2 Geophysical Surveys in Moroccan & Tunisian Archaeology
While geophysical techniques have been well developed methodologically in archaeology as a global discipline (Aitken, 1974; Atkinson, 1953; Hesse, 1966, 2005; Tabbagh, 1974), the application of geophysics within national and collaborative international archaeological fieldwork projects in Morocco and Tunisia has historically not been as robust. The following sections present a summary discussion of the history of archaeo-geophysical surveys in each country, outlining primary case studies in the application of geophysical methods in archaeological contexts. To be sure, geophysics found ready application in both countries starting in the 1970s, but the frequency of geophysical projects has not been consistent over time, increasing only recently. The application of geophysical methods has largely focused on the investigation of ancient and medieval (Roman and Islamic period) sites, and rarely on prehistoric ones.
2.1 Morocco
In Morocco, the study of cultural heritage falls under the purview of the Framework Law No. 99-12 under the National Charter for the Environment and Sustainable Development Dahir No. 1-14-09 of 4 Jumada I 1435 (6 March 2014) (B.O. No. 6240 of 18 Jumada I 1435 AH, corresponding to 20 March 2014). There are no mentions nor recommendations on the use of geophysical surveys in archaeological heritage documentation and preservation. Since its foundation in 1985, the Institut National des Sciences de l’Archéologie et du Patrinoine (INSAP, the National Institute for Archaeology and Heritage) has been a leading institution for the study of archaeology in Morocco and has undertaken collaborative projects using geophysical methods to investigate archaeological sites. Prior to INSAP, the Service de l’Archéologie (Archaeological Service) was the central institution for archaeological fieldwork in Morocco (Papi, 2006).

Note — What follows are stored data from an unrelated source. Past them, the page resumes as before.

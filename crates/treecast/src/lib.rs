//! Treecast - map untyped JSON trees onto typed object graphs.
//!
//! The target of a mapping is a type description such as
//! `list<array{id: positive-int, tags?: list<string>}>` or `User<int>`.
//! Classes, interfaces and enumerations named by descriptions come from a
//! [`ReflectionSource`], usually a [`ClassRegistry`](registry::ClassRegistry).
//! Failures are reported with the path of every offending node.
//!
//! # Examples
//!
//! ```
//! use std::sync::Arc;
//!
//! use serde_json::json;
//! use treecast::{
//!     MapperBuilder,
//!     registry::{ClassDeclaration, ClassRegistry, ParameterDeclaration},
//! };
//!
//! let registry = ClassRegistry::new().with_class(
//!     ClassDeclaration::new("Point")
//!         .with_parameter(ParameterDeclaration::new("x", "int"))
//!         .with_parameter(ParameterDeclaration::new("y", "int")),
//! );
//! let mapper = MapperBuilder::new(Arc::new(registry)).build()?;
//!
//! let point = mapper.map("Point", json!({"x": 1, "y": "2"}))?;
//! assert_eq!(point.to_json(), json!({"x": 1, "y": 2}));
//!
//! let err = mapper.map("Point", json!({"x": "one"})).unwrap_err();
//! assert_eq!(
//!     err.to_string(),
//!     "Could not map input: $.x: value 'one' is not a valid int (+1 more)"
//! );
//! # Ok::<(), treecast::TreecastError>(())
//! ```

pub mod cache;
pub mod config;
pub mod definition;
pub mod hooks;
pub mod object;
pub mod registry;

mod error;
mod mapper;
mod tree;

pub use treecast_core::{reflection, types, value};

pub use error::{DefinitionError, ErrorKind, MappingError, MappingErrors, TreecastError};
pub use mapper::TreeMapper;
pub use tree::{Path, Segment, Shell};

use std::{fmt, sync::Arc};

use indexmap::IndexMap;
use log::{debug, info};
use serde_json::Value as JsonValue;
use treecast_core::{
    reflection::{AttributesSource, ReflectionSource, SymbolSource},
    types::Type,
    value::Value,
};
use treecast_parser::{BasicSpecification, TypeParser, TypeParserFactory};

use cache::{
    CacheClassDefinitionRepository, CacheStorage, ChainCache, CompiledCache, DefinitionCache,
    FileStorage, RuntimeCache, VersionedCache,
};
use config::MapperConfig;
use definition::ReflectionClassDefinitionRepository;
use hooks::{NodeObserver, ObjectBinder, Transformer, ValueAlterer};
use object::{AttributeObjectBuilderFactory, BasicObjectBuilderFactory, CacheObjectBuilderFactory};
use tree::{
    AggregateShellVisitor, AttributeShellVisitor, CasterNodeBuilder, ClassNodeBuilder,
    EnumNodeBuilder, ErrorCatcherNodeBuilder, InterfaceShellVisitor, NodeMiddleware,
    ObjectBindingShellVisitor, ScalarNodeBuilder, ShapedArrayNodeBuilder, ShellVisitorNodeBuilder,
    TreeBuilder, UnionShellVisitor, ValueAlteringNodeBuilder, VisitorNodeBuilder,
};

/// Assembles a [`TreeMapper`] from a class source, settings and hooks.
///
/// Every cache of the mapper is created here and owned by the mapper:
/// building two mappers from one builder configuration gives two
/// independent in-memory caches, which share persisted entries only
/// through the configured [`CacheStorage`].
pub struct MapperBuilder {
    reflection: Arc<dyn ReflectionSource>,
    attributes: Arc<dyn AttributesSource>,
    config: MapperConfig,
    storage: Option<Arc<dyn CacheStorage>>,
    binders: IndexMap<String, ObjectBinder>,
    alterers: Vec<(String, ValueAlterer)>,
    observers: Vec<NodeObserver>,
    transformers: IndexMap<String, Transformer>,
}

impl MapperBuilder {
    /// Create a builder over a source of classes and their attributes.
    pub fn new<S>(source: Arc<S>) -> Self
    where
        S: ReflectionSource + AttributesSource + 'static,
    {
        Self {
            reflection: source.clone(),
            attributes: source,
            config: MapperConfig::default(),
            storage: None,
            binders: IndexMap::new(),
            alterers: Vec::new(),
            observers: Vec::new(),
            transformers: IndexMap::new(),
        }
    }

    /// Replace the settings (builder style).
    pub fn with_config(mut self, config: MapperConfig) -> Self {
        self.config = config;
        self
    }

    /// Persist compiled class definitions in `storage`, regardless of the
    /// configured cache directory (builder style).
    pub fn with_storage(mut self, storage: Arc<dyn CacheStorage>) -> Self {
        self.storage = Some(storage);
        self
    }

    /// Build instances of `class` with `binder` instead of mapping its
    /// parameters.
    pub fn bind<F>(mut self, class: impl Into<String>, binder: F) -> Self
    where
        F: Fn(&JsonValue) -> Result<Value, String> + Send + Sync + 'static,
    {
        self.binders.insert(class.into(), Arc::new(binder));
        self
    }

    /// Rewrite the raw input of every node requested as the type
    /// `description`, before it is mapped.
    ///
    /// The description is parsed when the mapper is built.
    pub fn alter<F>(mut self, description: impl Into<String>, alterer: F) -> Self
    where
        F: Fn(JsonValue) -> JsonValue + Send + Sync + 'static,
    {
        self.alterers.push((description.into(), Arc::new(alterer)));
        self
    }

    /// Call `observer` for every node built successfully.
    pub fn observe<F>(mut self, observer: F) -> Self
    where
        F: Fn(&Shell, &Value) + Send + Sync + 'static,
    {
        self.observers.push(Arc::new(observer));
        self
    }

    /// Register a transformer, applied to the raw input of declaration
    /// sites carrying a `Transform` attribute with this name.
    pub fn transformer<F>(mut self, name: impl Into<String>, transformer: F) -> Self
    where
        F: Fn(JsonValue) -> Result<JsonValue, String> + Send + Sync + 'static,
    {
        self.transformers.insert(name.into(), Arc::new(transformer));
        self
    }

    /// Assemble the mapper.
    ///
    /// # Errors
    ///
    /// Returns [`TreecastError::TypeParsing`] if the description of a value
    /// alterer is invalid and [`TreecastError::Io`] if the configured cache
    /// directory cannot be created.
    pub fn build(self) -> Result<TreeMapper, TreecastError> {
        let symbols: Arc<dyn SymbolSource> = self.reflection.clone();
        let parsers = TypeParserFactory::new(symbols);
        let parser = parsers.get(Arc::new(BasicSpecification));

        let mut alterers = Vec::with_capacity(self.alterers.len());
        for (description, alterer) in self.alterers {
            let ty: Type = parser
                .parse(&description)
                .map_err(|err| TreecastError::new_type_parsing(err, description.as_str()))?;
            alterers.push((ty, alterer));
        }

        let config = self.config;
        let storage = match (self.storage, config.cache().directory()) {
            (Some(storage), _) => Some(storage),
            (None, Some(directory)) => {
                let storage: Arc<dyn CacheStorage> = Arc::new(FileStorage::new(directory)?);
                Some(storage)
            }
            (None, None) => None,
        };

        let mut tiers: Vec<Box<dyn DefinitionCache>> = vec![Box::new(RuntimeCache::new())];
        if let Some(storage) = storage {
            tiers.push(Box::new(CompiledCache::new(storage)));
        }
        debug!(tiers = tiers.len(), version = config.cache().version(); "Class definition cache ready");
        let cache = VersionedCache::new(config.cache().version(), ChainCache::new(tiers));

        let repository = CacheClassDefinitionRepository::new(
            ReflectionClassDefinitionRepository::new(self.reflection.clone(), self.attributes)
                .with_parsers(parsers.clone()),
            Arc::new(cache),
        );
        let factory = CacheObjectBuilderFactory::new(AttributeObjectBuilderFactory::new(
            BasicObjectBuilderFactory::new(self.reflection.clone()),
            self.reflection,
        ));

        let coercion = *config.coercion();
        let permissive = config.allow_superfluous_keys();
        let visitor = AggregateShellVisitor::new(vec![
            Box::new(UnionShellVisitor::new(coercion)),
            Box::new(InterfaceShellVisitor::new(
                config.interfaces().clone(),
                parsers.clone(),
            )),
            Box::new(AttributeShellVisitor::new(parsers, self.transformers)),
            Box::new(ObjectBindingShellVisitor::new(self.binders)),
        ]);
        let stages: Vec<Box<dyn NodeMiddleware>> = vec![
            Box::new(ValueAlteringNodeBuilder::new(alterers)),
            Box::new(VisitorNodeBuilder::new(self.observers)),
            Box::new(ShellVisitorNodeBuilder::new(visitor)),
            Box::new(ErrorCatcherNodeBuilder),
        ];
        let caster = CasterNodeBuilder::new(
            ScalarNodeBuilder::new(coercion),
            ShapedArrayNodeBuilder::new(permissive),
            EnumNodeBuilder::new(coercion),
            ClassNodeBuilder::new(Arc::new(repository), Arc::new(factory), permissive),
        );

        info!(max_depth = config.max_depth(), permissive = permissive; "Mapper built");
        Ok(TreeMapper::new(
            parser,
            TreeBuilder::new(stages, caster, config.max_depth()),
        ))
    }
}

impl fmt::Debug for MapperBuilder {
    fn fmt(&self, f: &mut fmt::Formatter<'_>) -> fmt::Result {
        f.debug_struct("MapperBuilder")
            .field("config", &self.config)
            .field("binders", &self.binders.keys().collect::<Vec<_>>())
            .field("transformers", &self.transformers.keys().collect::<Vec<_>>())
            .finish_non_exhaustive()
    }
}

Geophysical survey was first used in Moroccan archaeology in the 1970s, with magnetometer and electrical resistivity being the most common methods used. Between 1971 and 1972, at the important medieval centre of Sijilmasa in the Tafilalt region of Morocco, a project of archaeological and ethnological research was directed by the Ludwig Keimer Foundation and the Moroccan government. As part of this work, Boris de Rachewiltz conducted an electrical resistivity survey that revealed a network of underground pipelines that linked vessels and wells buried under the sand (de Rachewiltz, 1972). Another pioneer of geophysical survey on archaeological sites in Morocco was carried out by Alain Kermorvant, who conducted fieldwork under the auspices of the French Ministry of Cultural Affairs (Ministère d’État Chargé des Affaires Culturelles) as part of the Franco-Moroccan excavations at Dchar Jdid (the ancient Roman colony of Zilil). Between 1977 and 1980, Kermorvant carried out a geophysical investigation using magnetometer and electrical resistivity methods (Akerraz et al., 1981–1982). Kermorvant also conducted a magnetometer survey in 1996 under the direction of another Franco-Moroccan collaboration at Banasa, a Mauretanian and Roman period site, where archaeological excavations confirmed the effectiveness of this method for the detection of pottery kilns (Arharbi & Lenoir, 2011). The use of magnetometer surveys to locate potential kilns had already been demonstrated by Patrice Cressier in 1977 at the medieval site of Ain Kerouach, where an electrical resistivity survey was also conducted using with a 1 m electrode-spacing on a Wenner array configuration to locate the walls of the site (Cressier, 1981–1982).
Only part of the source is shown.